PROBLEM TO SOLVE: Answer with the number of lines in the listing below that contain the word "data", and nothing else.
= = =
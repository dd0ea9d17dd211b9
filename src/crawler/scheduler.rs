//! Crawl frontier
//!
//! A FIFO queue of `(url, depth)` pairs plus an index of what is currently
//! queued, so the same page reached twice from one wave of links is only
//! queued once. The visited set lives with the coordinator; the frontier only
//! knows about URLs that have not been dispatched yet.

use crate::url::fingerprint;
use std::collections::{HashSet, VecDeque};
use url::Url;

/// A URL waiting to be fetched
#[derive(Debug, Clone, PartialEq, Eq)]
pub struct QueuedUrl {
    /// Normalized URL
    pub url: Url,

    /// Link distance from the start URL
    pub depth: u32,

    pub fingerprint: String,
}

impl QueuedUrl {
    pub fn new(url: Url, depth: u32) -> Self {
        let fingerprint = fingerprint(&url);
        Self {
            url,
            depth,
            fingerprint,
        }
    }
}

/// FIFO frontier for one run
#[derive(Debug, Default)]
pub struct Frontier {
    queue: VecDeque<QueuedUrl>,
    queued: HashSet<String>,
}

impl Frontier {
    pub fn new() -> Self {
        Self::default()
    }

    /// Creates a frontier seeded with the start URL at depth 0
    pub fn seeded(start: Url) -> Self {
        let mut frontier = Self::new();
        frontier.push(QueuedUrl::new(start, 0));
        frontier
    }

    /// Appends a URL unless the same fingerprint is already queued
    ///
    /// Returns true if the URL was added.
    pub fn push(&mut self, entry: QueuedUrl) -> bool {
        if !self.queued.insert(entry.fingerprint.clone()) {
            return false;
        }
        self.queue.push_back(entry);
        true
    }

    /// Takes the oldest queued URL
    pub fn pop(&mut self) -> Option<QueuedUrl> {
        let entry = self.queue.pop_front()?;
        self.queued.remove(&entry.fingerprint);
        Some(entry)
    }

    pub fn contains(&self, fingerprint: &str) -> bool {
        self.queued.contains(fingerprint)
    }

    pub fn len(&self) -> usize {
        self.queue.len()
    }

    pub fn is_empty(&self) -> bool {
        self.queue.is_empty()
    }
}
//! Page extraction
//!
//! Turns one fetched document into a [`PageRecord`]: on-page SEO fields, visible
//! text, language, and the internal/external links to follow or record.
//! Extraction never fails; anything missing from the markup comes back as `None`.

use crate::crawler::language::resolve_language;
use crate::crawler::strategy::FetchedDocument;
use crate::output::{OutgoingLink, PageRecord};
use crate::url::{content_fingerprint, fingerprint, is_internal, normalize};
use chrono::Utc;
use scraper::{ElementRef, Html, Node, Selector};
use std::collections::{BTreeMap, HashSet};
use url::Url;

/// Elements whose text content is never visible
const HIDDEN_TEXT_ELEMENTS: &[&str] = &["script", "style", "noscript", "template"];

/// Schemes that look like links but never lead to a page
const SKIPPED_HREF_PREFIXES: &[&str] = &["javascript:", "mailto:", "tel:", "data:"];

/// Everything pulled out of an HTML document
#[derive(Debug, Clone, Default, PartialEq)]
pub struct ParsedPage {
    pub title: Option<String>,
    pub meta_description: Option<String>,
    pub meta_keywords: Option<String>,
    pub h1: Option<String>,
    pub canonical_url: Option<String>,
    pub hreflang: BTreeMap<String, String>,
    pub html_lang: Option<String>,
    pub text: String,
    pub links: Vec<OutgoingLink>,
    pub external_links: Vec<OutgoingLink>,
}

/// Builds the page record for a fetched document
///
/// `url` is the normalized URL the page was requested as and `origin` the
/// crawl's start URL, which decides what counts as an internal link.
pub fn extract_page(url: &Url, depth: u32, origin: &Url, document: FetchedDocument) -> PageRecord {
    let parsed = if document.is_html() {
        parse_html(&document.body, &document.final_url, origin)
    } else {
        ParsedPage::default()
    };

    let language = resolve_language(parsed.html_lang.as_deref(), &parsed.text);
    let word_count = parsed.text.split_whitespace().count();

    tracing::trace!(
        "Extracted {}: {} words, {} internal / {} external links",
        url,
        word_count,
        parsed.links.len(),
        parsed.external_links.len()
    );

    PageRecord {
        url: url.to_string(),
        url_fingerprint: fingerprint(url),
        final_url: document.final_url.to_string(),
        canonical_url: parsed.canonical_url,
        status_code: document.status_code,
        content_type: document.content_type,
        title: parsed.title,
        meta_description: parsed.meta_description,
        meta_keywords: parsed.meta_keywords,
        h1: parsed.h1,
        content_fingerprint: content_fingerprint(&parsed.text),
        text_content: parsed.text,
        word_count,
        language,
        hreflang: parsed.hreflang,
        depth,
        links: parsed.links,
        external_links: parsed.external_links,
        screenshot: document.screenshot,
        rendered_html: document.rendered.then_some(document.body),
        js_errors: document.js_errors,
        elapsed_ms: document.elapsed.as_millis() as u64,
        fetched_at: Utc::now(),
    }
}

/// Parses HTML content and extracts SEO fields and links
///
/// # Link Extraction Rules
///
/// **Include:** every `<a href>`, resolved against `<base href>` when present,
/// otherwise against `page_url`. `rel="nofollow"` links are included.
///
/// **Exclude:**
/// - `<a href="..." download>`
/// - `javascript:`, `mailto:`, `tel:` links and data URIs
/// - fragment-only links (same page anchors)
/// - anything that does not normalize to an http(s) URL
///
/// # Example
///
/// ```
/// use seo_crawl_engine::crawler::parse_html;
/// use url::Url;
///
/// let html = r#"<html><head><title>Test</title></head><body><a href="/page">Link</a></body></html>"#;
/// let page_url = Url::parse("https://example.com/").unwrap();
/// let parsed = parse_html(html, &page_url, &page_url);
/// assert_eq!(parsed.title, Some("Test".to_string()));
/// assert_eq!(parsed.links[0].url, "https://example.com/page");
/// ```
pub fn parse_html(html: &str, page_url: &Url, origin: &Url) -> ParsedPage {
    let document = Html::parse_document(html);
    let base = base_url(&document, page_url);

    let (links, external_links) = extract_links(&document, &base, origin);

    ParsedPage {
        title: first_text(&document, "title"),
        meta_description: meta_content(&document, "description"),
        meta_keywords: meta_content(&document, "keywords"),
        h1: first_text(&document, "h1"),
        canonical_url: extract_canonical(&document, &base),
        hreflang: extract_hreflang(&document, &base),
        html_lang: extract_html_lang(&document),
        text: extract_visible_text(&document),
        links,
        external_links,
    }
}

/// Resolves the document's `<base href>` if it has a usable one
fn base_url(document: &Html, page_url: &Url) -> Url {
    Selector::parse("base[href]")
        .ok()
        .and_then(|selector| {
            document
                .select(&selector)
                .next()
                .and_then(|el| el.value().attr("href"))
                .and_then(|href| page_url.join(href.trim()).ok())
        })
        .unwrap_or_else(|| page_url.clone())
}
= = =
PROBLEM SOLUTION: 2